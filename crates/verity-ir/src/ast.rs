use verity_model::{BinOp, CmpOp, UnaryOp, Value};

use crate::error::ParseError;

/// Identifier of an expression node, unique within one parsed module.
/// Doubles as the error-site id for anything the expression can raise.
pub type ExprId = u32;

#[derive(Debug, Clone, PartialEq)]
pub struct Expr {
    pub id: ExprId,
    pub line: u32,
    pub kind: ExprKind,
}

#[derive(Debug, Clone, Copy, PartialEq, Eq)]
pub enum BoolOp {
    And,
    Or,
}

#[derive(Debug, Clone, PartialEq)]
pub enum ExprKind {
    Literal(Value),
    Name(String),
    List(Vec<Expr>),
    Tuple(Vec<Expr>),
    Dict(Vec<(Expr, Expr)>),
    Unary {
        op: UnaryOp,
        operand: Box<Expr>,
    },
    Binary {
        op: BinOp,
        left: Box<Expr>,
        right: Box<Expr>,
    },
    Compare {
        op: CmpOp,
        left: Box<Expr>,
        right: Box<Expr>,
    },
    BoolOp {
        op: BoolOp,
        left: Box<Expr>,
        right: Box<Expr>,
    },
    IfElse {
        test: Box<Expr>,
        body: Box<Expr>,
        orelse: Box<Expr>,
    },
    Call {
        func: Box<Expr>,
        args: Vec<Expr>,
    },
    Attribute {
        value: Box<Expr>,
        attr: String,
    },
    Subscript {
        value: Box<Expr>,
        index: Box<Expr>,
    },
    Slice {
        value: Box<Expr>,
        lower: Option<Box<Expr>>,
        upper: Option<Box<Expr>>,
    },
    /// A construct without modelled semantics; names the construct.
    Unsupported(String),
}

impl Expr {
    /// Type names in the second argument of `isinstance`: a name or a tuple of names.
    pub fn type_names(&self) -> Option<Vec<String>> {
        match &self.kind {
            ExprKind::Name(n) => Some(vec![n.clone()]),
            ExprKind::Tuple(items) => items
                .iter()
                .map(|e| match &e.kind {
                    ExprKind::Name(n) => Some(n.clone()),
                    _ => None,
                })
                .collect(),
            _ => None,
        }
    }

    /// First unsupported construct anywhere inside this expression.
    pub fn find_unsupported(&self) -> Option<&str> {
        let mut found = None;
        self.walk(&mut |e| {
            if found.is_none() {
                if let ExprKind::Unsupported(what) = &e.kind {
                    found = Some(what.as_str());
                }
            }
        });
        found
    }

    /// Pre-order visit of this expression and all sub-expressions.
    pub fn walk<'a>(&'a self, f: &mut dyn FnMut(&'a Expr)) {
        f(self);
        match &self.kind {
            ExprKind::Literal(_) | ExprKind::Name(_) | ExprKind::Unsupported(_) => {}
            ExprKind::List(items) | ExprKind::Tuple(items) => {
                for item in items {
                    item.walk(f);
                }
            }
            ExprKind::Dict(pairs) => {
                for (k, v) in pairs {
                    k.walk(f);
                    v.walk(f);
                }
            }
            ExprKind::Unary { operand, .. } => operand.walk(f),
            ExprKind::Binary { left, right, .. }
            | ExprKind::Compare { left, right, .. }
            | ExprKind::BoolOp { left, right, .. } => {
                left.walk(f);
                right.walk(f);
            }
            ExprKind::IfElse { test, body, orelse } => {
                test.walk(f);
                body.walk(f);
                orelse.walk(f);
            }
            ExprKind::Call { func, args } => {
                func.walk(f);
                for arg in args {
                    arg.walk(f);
                }
            }
            ExprKind::Attribute { value, .. } => value.walk(f),
            ExprKind::Subscript { value, index } => {
                value.walk(f);
                index.walk(f);
            }
            ExprKind::Slice {
                value,
                lower,
                upper,
            } => {
                value.walk(f);
                if let Some(l) = lower {
                    l.walk(f);
                }
                if let Some(u) = upper {
                    u.walk(f);
                }
            }
        }
    }
}

/// An assignable place.
#[derive(Debug, Clone, PartialEq)]
pub enum Target {
    Name(String),
    Subscript {
        id: ExprId,
        base: Box<Target>,
        index: Expr,
    },
    Tuple(Vec<Target>),
}

impl Target {
    /// Variable at the root of the place.
    pub fn root(&self) -> Option<&str> {
        match self {
            Target::Name(n) => Some(n),
            Target::Subscript { base, .. } => base.root(),
            Target::Tuple(_) => None,
        }
    }

    /// Convert an expression into a place, if it denotes one.
    pub fn from_expr(expr: &Expr) -> Result<Target, ParseError> {
        match &expr.kind {
            ExprKind::Name(n) => Ok(Target::Name(n.clone())),
            ExprKind::Subscript { value, index } => Ok(Target::Subscript {
                id: expr.id,
                base: Box::new(Target::from_expr(value)?),
                index: (**index).clone(),
            }),
            ExprKind::Tuple(items) | ExprKind::List(items) => Ok(Target::Tuple(
                items.iter().map(Target::from_expr).collect::<Result<_, _>>()?,
            )),
            other => Err(ParseError::InvalidTarget {
                line: expr.line,
                what: describe_kind(other).to_string(),
            }),
        }
    }
}

fn describe_kind(kind: &ExprKind) -> &'static str {
    match kind {
        ExprKind::Literal(_) => "literal",
        ExprKind::Call { .. } => "function call",
        ExprKind::Attribute { .. } => "attribute",
        ExprKind::Slice { .. } => "slice",
        ExprKind::Unsupported(_) => "unsupported expression",
        _ => "expression",
    }
}

#[derive(Debug, Clone, PartialEq)]
pub struct Stmt {
    pub line: u32,
    pub kind: StmtKind,
}

#[derive(Debug, Clone, PartialEq)]
pub enum StmtKind {
    /// `a = b = value`; augmented assignments are desugared into this form.
    Assign {
        targets: Vec<Target>,
        value: Expr,
    },
    Expr(Expr),
    Return(Option<Expr>),
    Raise(Option<Expr>),
    Pass,
    Break,
    Continue,
    Assert {
        test: Expr,
        msg: Option<Expr>,
    },
    Global(Vec<String>),
    Del(Vec<Target>),
    If {
        test: Expr,
        body: Vec<Stmt>,
        orelse: Vec<Stmt>,
    },
    While {
        test: Expr,
        body: Vec<Stmt>,
    },
    For {
        target: Target,
        iter: Expr,
        body: Vec<Stmt>,
    },
    /// A statement or block without modelled semantics; names the construct.
    Unsupported(String),
}

#[derive(Debug, Clone, PartialEq)]
pub struct Param {
    pub name: String,
    pub default: Option<Expr>,
}

#[derive(Debug, Clone, PartialEq)]
pub struct FunctionDef {
    pub name: String,
    pub params: Vec<Param>,
    pub body: Vec<Stmt>,
    pub line: u32,
}

#[derive(Debug, Clone, PartialEq)]
pub enum Item {
    Function(FunctionDef),
    Global {
        name: String,
        value: Expr,
        line: u32,
    },
    /// `import`/`from ... import`; `names` are the bindings it introduces.
    Import {
        names: Vec<String>,
        line: u32,
    },
    /// Recognized but unmodelled top-level construct (class, decorated def, ...).
    Unsupported {
        construct: String,
        name: Option<String>,
        line: u32,
    },
    /// A top-level item that failed to parse.
    Broken {
        name: Option<String>,
        error: ParseError,
    },
}

#[derive(Debug, Clone, PartialEq, Default)]
pub struct Module {
    pub items: Vec<Item>,
}

impl Module {
    pub fn functions(&self) -> impl Iterator<Item = &FunctionDef> {
        self.items.iter().filter_map(|item| match item {
            Item::Function(f) => Some(f),
            _ => None,
        })
    }

    pub fn function(&self, name: &str) -> Option<&FunctionDef> {
        self.functions().find(|f| f.name == name)
    }
}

• EXERCISE INSTRUCTIONS
Go through the entries above and copy every line containing "upper".

• RESPONSE TO THE EXERCISE
        upper: Option<Box<Expr>>,
                upper,
                if let Some(u) = upper {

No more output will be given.